▶ Exercise goal:
Transcribe exactly the span of lines that begins the records and ends with the line holding "pub mod tracing;", both boundary lines included.

*-*-*

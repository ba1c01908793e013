//! Tracing and logging setup shared by the binaries.

/// Initialize process-wide observability (tracing/logging).
///
/// This is safe to call multiple times; subsequent calls become no-ops.
pub fn init(config: &LoggingConfig) {
    tracing::init(config);
}

/// Tracing configuration (filters, layers).
pub mod tracing;

pub use crate::tracing::{LogFormat, LoggingConfig};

*-*-*

▶ Answer space:
repository ba1c01908793e013
//! Tracing and logging setup shared by the binaries.

/// Initialize process-wide observability (tracing/logging).
///
/// This is safe to call multiple times; subsequent calls become no-ops.
pub fn init(config: &LoggingConfig) {
    tracing::init(config);
}

/// Tracing configuration (filters, layers).
pub mod tracing;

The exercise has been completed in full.